Maximize the Total Height of Unique Towers - Solution & Explanation

Problem Overview: You receive an array where maxHeights[i] represents the maximum allowed height of the i-th tower. You must assign each tower a positive integer height that does not exceed its limit, while ensuring every tower height is unique. The goal is to maximize the total sum of all chosen heights.

The main challenge is maintaining uniqueness without wasting large height values. If you greedily assign heights without considering conflicts, duplicates appear quickly and reduce the achievable total. The optimal strategy carefully distributes the largest valid heights first.

Approach 1: Greedy with Sorting (O(n log n) time, O(1) extra space)

Sort the array in descending order so the tower with the highest limit is processed first. Track the largest height that can still be used, initially set to the first tower's maximum. For each tower, assign min(maxHeights[i], previousHeight - 1). This guarantees uniqueness because each next tower must be strictly smaller than the previous assigned height.

If the computed height becomes <= 0, a valid configuration is impossible because all remaining towers would require non‑positive heights. Otherwise, add the assigned value to the running total and continue scanning the sorted array. Sorting ensures that large limits get priority, which maximizes the final sum. This greedy ordering works because decreasing earlier towers would only reduce the achievable total later.

This solution primarily uses operations on a sorted array combined with a classic greedy decision: always take the largest valid height available. The sorting step dominates the complexity, giving O(n log n) time and O(1) extra space if sorting in place.

Approach 2: Max Heap Simulation (O(n log n) time, O(n) space)

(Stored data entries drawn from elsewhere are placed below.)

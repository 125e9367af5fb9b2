//! Tracing subscriber initialization driven by [`TelemetryConfig`].
//!
//! - Always installs a structured `fmt` layer (text or JSON lines) with
//!   target visibility and span close timing.
//! - When `telemetry.otel` is set, additionally bridges tracing spans to
//!   OpenTelemetry using a stdout exporter (suitable for local
//!   development; swap the exporter for OTLP in production).
//! - Respects `RUST_LOG`, falling back to the caller's default filter.

use opentelemetry::trace::TracerProvider as _;
use opentelemetry_sdk::trace::SdkTracerProvider;
use tracing_subscriber::EnvFilter;
use tracing_subscriber::fmt::format::FmtSpan;
use tracing_subscriber::layer::SubscriberExt;
use tracing_subscriber::util::SubscriberInitExt;

use std::sync::OnceLock;

use parley_types::config::TelemetryConfig;

/// Stores the OTel tracer provider so it can be shut down cleanly on exit.
static TRACER_PROVIDER: OnceLock<SdkTracerProvider> = OnceLock::new();

/// Initialize the global tracing subscriber.
///
/// `default_filter` applies when `RUST_LOG` is unset (the binary derives
/// it from its verbosity flags).
///
/// # Errors
///
/// Returns an error if the global subscriber has already been set.
pub fn init_tracing(
    telemetry: &TelemetryConfig,
    default_filter: &str,
) -> Result<(), Box<dyn std::error::Error>> {
    let env_filter =
        EnvFilter::try_from_default_env().unwrap_or_else(|_| EnvFilter::new(default_filter));

    let fmt_layer = tracing_subscriber::fmt::layer()
        .with_target(true)
        .with_span_events(FmtSpan::CLOSE);

    if telemetry.otel {
        let provider = SdkTracerProvider::builder()
            .with_simple_exporter(opentelemetry_stdout::SpanExporter::default())
            .build();

        // Store the provider for shutdown and register it globally.
        let _ = TRACER_PROVIDER.set(provider.clone());
        opentelemetry::global::set_tracer_provider(provider.clone());

        if telemetry.json_logs {
            let otel_layer = tracing_opentelemetry::layer().with_tracer(provider.tracer("parley"));
            tracing_subscriber::registry()
                .with(env_filter)
                .with(fmt_layer.json())
                .with(otel_layer)
                .init();
        } else {
            let otel_layer = tracing_opentelemetry::layer().with_tracer(provider.tracer("parley"));
            tracing_subscriber::registry()
                .with(env_filter)
                .with(fmt_layer)
                .with(otel_layer)
                .init();
        }
    } else if telemetry.json_logs {
        tracing_subscriber::registry()
            .with(env_filter)
            .with(fmt_layer.json())
            .init();
    } else {
        tracing_subscriber::registry()
            .with(env_filter)
            .with(fmt_layer)
            .init();
    }

    Ok(())
}

/// Flush pending traces and shut down the OpenTelemetry tracer provider.
///
/// Call before process exit so buffered spans are exported. Safe to call
/// when OTel was not enabled (no-op in that case).
pub fn shutdown_tracing() {
    if let Some(provider) = TRACER_PROVIDER.get() {
        if let Err(e) = provider.shutdown() {
            eprintln!("Warning: OTel tracer provider shutdown error: {e}");
        }
    }
}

Another approach uses a max heap to repeatedly pick the tower with the largest remaining allowed height. Push all limits into a max heap. Each step pops the current maximum height and compares it with the previously assigned height to maintain uniqueness.

If the popped value would duplicate the previous height, reduce it to previousHeight - 1. If the adjusted value becomes non‑positive, the configuration cannot satisfy the constraints. Otherwise add it to the total and update the previous height tracker. The heap keeps the next largest candidate available at every step.

This method is conceptually straightforward because the heap naturally gives the largest available limit at each iteration. However, the extra heap operations add overhead compared to simply sorting once. The time complexity remains O(n log n) due to heap insertions and removals, with O(n) auxiliary space.

Recommended for interviews: The greedy sorting approach is the expected solution. It demonstrates recognition of a decreasing sequence constraint and the ability to enforce uniqueness using a simple invariant (nextHeight < previousHeight). Discussing why sorting first maximizes the total shows strong reasoning. Mentioning the heap variant shows awareness of alternative implementations, but the sorted greedy method is cleaner and typically preferred.